EXERCISE:
Counting only the lines below that contain the word "AsRef", what is the total? Give it with no other words.

RECORDS SHOWN:
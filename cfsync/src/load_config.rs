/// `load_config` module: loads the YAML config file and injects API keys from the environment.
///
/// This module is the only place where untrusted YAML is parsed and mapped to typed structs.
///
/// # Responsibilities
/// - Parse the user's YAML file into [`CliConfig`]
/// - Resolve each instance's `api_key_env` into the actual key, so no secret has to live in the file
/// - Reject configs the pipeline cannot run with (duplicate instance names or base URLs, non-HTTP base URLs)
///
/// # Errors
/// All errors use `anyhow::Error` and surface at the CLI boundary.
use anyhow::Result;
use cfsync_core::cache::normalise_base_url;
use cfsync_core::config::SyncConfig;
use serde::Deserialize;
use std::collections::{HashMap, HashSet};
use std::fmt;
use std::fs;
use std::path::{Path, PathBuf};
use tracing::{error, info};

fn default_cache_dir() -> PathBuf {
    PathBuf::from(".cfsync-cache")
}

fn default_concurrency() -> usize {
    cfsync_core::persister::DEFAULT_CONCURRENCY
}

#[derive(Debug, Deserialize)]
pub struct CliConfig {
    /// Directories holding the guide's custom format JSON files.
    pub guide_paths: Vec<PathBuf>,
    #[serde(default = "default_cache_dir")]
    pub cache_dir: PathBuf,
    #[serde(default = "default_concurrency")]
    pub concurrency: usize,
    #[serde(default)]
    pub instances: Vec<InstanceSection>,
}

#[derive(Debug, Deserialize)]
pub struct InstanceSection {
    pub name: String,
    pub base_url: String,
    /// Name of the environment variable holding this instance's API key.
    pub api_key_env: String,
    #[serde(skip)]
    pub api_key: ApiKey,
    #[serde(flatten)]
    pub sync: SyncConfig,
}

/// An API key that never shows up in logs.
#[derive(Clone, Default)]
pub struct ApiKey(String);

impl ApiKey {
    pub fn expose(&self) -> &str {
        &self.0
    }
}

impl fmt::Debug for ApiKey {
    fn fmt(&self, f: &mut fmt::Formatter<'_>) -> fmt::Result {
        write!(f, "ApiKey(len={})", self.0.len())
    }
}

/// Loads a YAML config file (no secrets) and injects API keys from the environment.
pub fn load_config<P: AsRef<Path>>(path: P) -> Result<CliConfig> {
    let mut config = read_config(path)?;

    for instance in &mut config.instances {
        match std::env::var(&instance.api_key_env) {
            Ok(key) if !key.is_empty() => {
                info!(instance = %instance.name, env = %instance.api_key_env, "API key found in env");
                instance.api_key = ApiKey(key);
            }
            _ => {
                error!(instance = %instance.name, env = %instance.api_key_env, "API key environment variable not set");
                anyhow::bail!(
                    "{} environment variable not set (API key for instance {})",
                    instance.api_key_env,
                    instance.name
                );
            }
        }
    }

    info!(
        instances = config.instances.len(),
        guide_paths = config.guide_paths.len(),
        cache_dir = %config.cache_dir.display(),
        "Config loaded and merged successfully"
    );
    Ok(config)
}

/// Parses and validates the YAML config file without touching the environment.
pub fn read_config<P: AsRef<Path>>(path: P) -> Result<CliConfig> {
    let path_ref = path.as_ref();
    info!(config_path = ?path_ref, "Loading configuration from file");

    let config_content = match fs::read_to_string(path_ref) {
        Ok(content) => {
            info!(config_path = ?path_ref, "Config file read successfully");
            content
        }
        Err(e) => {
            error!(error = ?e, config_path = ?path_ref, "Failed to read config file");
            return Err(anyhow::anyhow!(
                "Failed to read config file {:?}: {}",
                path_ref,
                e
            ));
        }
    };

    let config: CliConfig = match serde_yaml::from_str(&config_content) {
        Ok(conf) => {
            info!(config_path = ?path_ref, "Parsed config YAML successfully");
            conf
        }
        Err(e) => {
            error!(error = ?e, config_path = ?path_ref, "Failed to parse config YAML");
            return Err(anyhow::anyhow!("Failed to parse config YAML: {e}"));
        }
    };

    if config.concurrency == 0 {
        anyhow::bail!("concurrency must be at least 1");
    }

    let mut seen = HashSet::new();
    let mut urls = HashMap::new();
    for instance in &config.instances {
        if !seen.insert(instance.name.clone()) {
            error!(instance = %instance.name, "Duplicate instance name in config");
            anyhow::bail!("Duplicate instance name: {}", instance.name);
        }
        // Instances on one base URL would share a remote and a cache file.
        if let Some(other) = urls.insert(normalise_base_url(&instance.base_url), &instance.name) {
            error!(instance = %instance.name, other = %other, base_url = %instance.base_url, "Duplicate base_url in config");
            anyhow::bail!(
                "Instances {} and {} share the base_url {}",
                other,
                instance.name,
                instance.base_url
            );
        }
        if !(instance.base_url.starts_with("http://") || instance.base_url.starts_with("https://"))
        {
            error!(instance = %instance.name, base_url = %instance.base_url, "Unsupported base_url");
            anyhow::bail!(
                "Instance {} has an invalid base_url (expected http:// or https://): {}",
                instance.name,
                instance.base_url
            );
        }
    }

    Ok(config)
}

TASK RESPONSE:
2